The Girl With Her Pearls On
I am Sabina, the girl who sleeps with her pearls on

If you are really lucky, at some point in your life you might meet someone that will change everything. It won’t of course, change you, because people don’t change. But somehow, that person will just rock your world.

I met this guy almost three years ago and at first I was fascinated by him. I fell in love, I was infatuated, I felt lust and I could picture myself making him lots of beautiful babies and living happily ever after. It wasn’t long until all the magic and fantasy that every beginning carries with it fell apart. And in a way so did we. At least that’s what I thought when I started feeling that we were not in love anymore and that there wouldn’t be any babies at all. I was angry with him and with myself for not trying harder and for not being able to deal with the nasty bits. However, this was all stupid because the truth was we were still in love and fighting was actually our cardio. The timing was bad. And by that I don’t mean we were too young, it’s just that those kind of relationships are doomed to die. The living together, forcing ourselves to believe in something our nature is clearly against turns out to be a waste of time and energy. But only by trying one can fail and learn something.

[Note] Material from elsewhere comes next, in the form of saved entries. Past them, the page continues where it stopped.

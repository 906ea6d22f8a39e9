//! Remote execution backend reached over HTTP.
//!
//! Each provider instance owns at most one remote session. Commands and
//! file I/O go through the shared `ExecClient`, so all sessions created by
//! one factory reuse the same pooled connections.

use std::sync::atomic::{AtomicBool, Ordering};
use std::sync::{Arc, Mutex};

use async_trait::async_trait;
use chrono::Utc;
use serde::{Deserialize, Serialize};
use tokio::sync::RwLock;
use tokio_util::sync::CancellationToken;

use crate::sandbox::error::SandboxError;
use crate::sandbox::exec_client::ExecClient;
use crate::sandbox::file_write::{
    shell_write_script, write_with_fallback, StrategyWriter, WriteStrategy, DEFAULT_WRITE_CHAIN,
};
use crate::sandbox::paths::{is_build_artifact, join_workdir, normalize_relative};
use crate::sandbox::provider::{ProviderFactory, SandboxProvider};
use crate::sandbox::scaffold;
use crate::sandbox::types::*;

// ── Wire types ──────────────────────────────────────────────────────

#[derive(Debug, Serialize)]
struct CreateSessionRequest<'a> {
    working_directory: &'a str,
    ports: Vec<u16>,
}

#[derive(Debug, Deserialize)]
struct SessionResponse {
    session_id: String,
    #[serde(default)]
    url: Option<String>,
    #[serde(default)]
    status: Option<String>,
    #[serde(default)]
    working_directory: Option<String>,
}

impl SessionResponse {
    fn is_running(&self) -> bool {
        !matches!(
            self.status.as_deref(),
            Some("terminated") | Some("stopped") | Some("error")
        )
    }
}

#[derive(Debug, Serialize)]
struct ExecBody<'a> {
    command: &'a str,
    cwd: &'a str,
    timeout_ms: u64,
}

#[derive(Debug, Deserialize)]
struct ExecResponse {
    #[serde(default)]
    stdout: String,
    #[serde(default)]
    stderr: String,
    #[serde(default)]
    exit_code: Option<i32>,
}

#[derive(Debug, Serialize)]
struct WriteFileBody<'a> {
    path: &'a str,
    content: &'a str,
}

#[derive(Debug, Deserialize)]
struct ReadFileResponse {
    content: String,
}

#[derive(Debug, Deserialize)]
struct ListFilesResponse {
    #[serde(default)]
    files: Vec<String>,
}

// ── Provider ────────────────────────────────────────────────────────

pub struct HttpProvider {
    client: ExecClient,
    settings: ProviderSettings,
    write_chain: Vec<WriteStrategy>,
    session: RwLock<Option<SandboxInfo>>,
    runtime_ready: AtomicBool,
    /// Cancelled on terminate so pending settle waits end with the session.
    lifecycle: Mutex<CancellationToken>,
}

impl HttpProvider {
    pub fn new(client: ExecClient, settings: ProviderSettings) -> Self {
        Self {
            client,
            settings,
            write_chain: DEFAULT_WRITE_CHAIN.to_vec(),
            session: RwLock::new(None),
            runtime_ready: AtomicBool::new(false),
            lifecycle: Mutex::new(CancellationToken::new()),
        }
    }

    pub fn with_write_chain(mut self, chain: Vec<WriteStrategy>) -> Self {
        self.write_chain = chain;
        self
    }

    fn lifecycle_token(&self) -> CancellationToken {
        match self.lifecycle.lock() {
            Ok(token) => token.clone(),
            Err(poisoned) => poisoned.into_inner().clone(),
        }
    }

    /// Cancel everything tied to the current session and arm a fresh token.
    fn reset_lifecycle(&self) {
        let mut guard = match self.lifecycle.lock() {
            Ok(guard) => guard,
            Err(poisoned) => poisoned.into_inner(),
        };
        guard.cancel();
        *guard = CancellationToken::new();
    }

    fn session_path(session_id: &str, suffix: &str) -> String {
        format!("/sessions/{session_id}{suffix}")
    }

    async fn run_with_timeout(
        &self,
        command: &str,
        timeout: std::time::Duration,
    ) -> Result<CommandResult, SandboxError> {
        let info = self.require_session().await?;
        let body = ExecBody {
            command,
            cwd: &info.working_directory,
            timeout_ms: timeout.as_millis() as u64,
        };
        let resp: ExecResponse = match self
            .client
            .post(&Self::session_path(&info.session_id, "/exec"), &body, Some(timeout))
            .await
        {
            Ok(resp) => resp,
            Err(e) => return Err(self.confirm_missing(&info.session_id, e).await),
        };
        let exit_code = resp.exit_code.unwrap_or_else(|| {
            tracing::warn!(session_id = %info.session_id, %command, "backend returned no exit code");
            -1
        });
        tracing::debug!(session_id = %info.session_id, %command, exit_code, "command finished");
        Ok(CommandResult::from_exit(resp.stdout, resp.stderr, exit_code))
    }

    /// A 404 from a session sub-resource (a missing file, an unknown
    /// route) only means the session is gone when the session itself is
    /// gone too. Anything else becomes a plain backend error.
    async fn confirm_missing(&self, session_id: &str, err: SandboxError) -> SandboxError {
        let SandboxError::NotFound(detail) = err else {
            return err;
        };
        match self
            .client
            .get::<SessionResponse>(&Self::session_path(session_id, ""), &[], None)
            .await
        {
            Ok(resp) if resp.is_running() => SandboxError::Backend(detail),
            Ok(_) | Err(SandboxError::NotFound(_)) => SandboxError::NotFound(detail),
            Err(e) => {
                tracing::debug!(%session_id, error = %e, "could not confirm session after 404");
                SandboxError::Backend(detail)
            }
        }
    }

    fn info_from_response(&self, resp: SessionResponse) -> SandboxInfo {
        SandboxInfo {
            session_id: resp.session_id,
            url: resp.url,
            provider: ProviderKind::Http,
            created_at: Utc::now(),
            working_directory: resp
                .working_directory
                .unwrap_or_else(|| self.settings.working_directory.clone()),
        }
    }

    fn relative_to_workdir(&self, working_directory: &str, path: &str) -> Option<String> {
        let root = working_directory.trim_end_matches('/');
        let trimmed = path
            .strip_prefix(root)
            .map(|rest| rest.trim_start_matches('/'))
            .unwrap_or(path);
        normalize_relative(trimmed).ok().filter(|p| !p.is_empty())
    }
}

#[async_trait]
impl StrategyWriter for HttpProvider {
    async fn write_via(
        &self,
        strategy: WriteStrategy,
        relative_path: &str,
        content: &str,
    ) -> Result<(), SandboxError> {
        let info = self.require_session().await?;
        let absolute = join_workdir(&info.working_directory, relative_path)?;
        match strategy {
            WriteStrategy::Api => {
                let written: Result<serde_json::Value, _> = self
                    .client
                    .post(
                        &Self::session_path(&info.session_id, "/files/write"),
                        &WriteFileBody {
                            path: &absolute,
                            content,
                        },
                        None,
                    )
                    .await;
                match written {
                    Ok(_) => Ok(()),
                    Err(e) => Err(self.confirm_missing(&info.session_id, e).await),
                }
            }
            WriteStrategy::ShellScript => {
                let result = self
                    .run_command(&shell_write_script(&absolute, content))
                    .await?;
                if result.success {
                    Ok(())
                } else {
                    Err(SandboxError::Exec(format!(
                        "script write of {relative_path} exited {}: {}",
                        result.exit_code, result.stderr
                    )))
                }
            }
        }
    }
}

After bags were packed and I took custody of most dvds we’ve bought together (leaving him only with Inglorious Basterds because at that time I couldn’t think of him as anything but a bastard), I was trying to focus on the moving on bit and to convince myself that what I felt was disappointment and pain for losing something more than my status (from in a relationship to nothing) on Facebook. As time moved us on, I was for the first time in my life, growing in love. Everything felt just like after a massive spring cleaning and I was finally able to see things in a post-war  (much better) light. We didn’t have the big talk, we haven’t made any promises that we will stay friends or anything like that. It just happened, so naturally that for a while I felt like things haven’t  changed at all. As it turns out, once we’ve stopped having the great expectations we’ve finally begun loving each other. Most of the time, that thing  we call love, or being in love has nothing to do with the object of our desire. It’s just a need that we project in a person we meet, we are attracted to for more that a night. I am not discovering the fire here, but although we know all this, that doesn’t stop us from acting like fools.

We were splurging on ice cream today (the way you can only splurge with someone that really loves you ) and discussing big concepts such as happiness and success. He said something a tad hollywoodian and I rolled my eyes as I usually do. Then there was the ‘you just don’t support me’ and the second round of rolling eyes as I was struggling to mumble with my mouth full of meringue: ‘I really don’t have to sugar-coat your feelings so get over yourself and give me a break. I am here to stab you in the front, remember?’ And he stood up, smiled and gave me a big hug. I guess it doesn’t get better than this.

They say each person is responsible for their own happiness and I tend to agree. However, when you have such a wonderful friendship with someone you kind of find it easier to work on your happiness. And it’s so much more than the cliche of being able to call them in the middle of the night and knowing they’ll pick up. It is not even the laughter or the tremendous fun you’re having with such a good friend or the so called shared interests and passions. It’s a bond so subtle yet powerful that can’t be explained. It’s feeling comfortable not to the point of leaving the bathroom door open but to finding  something you’ve never found before: a home. And for this, I am the luckiest girl in the world.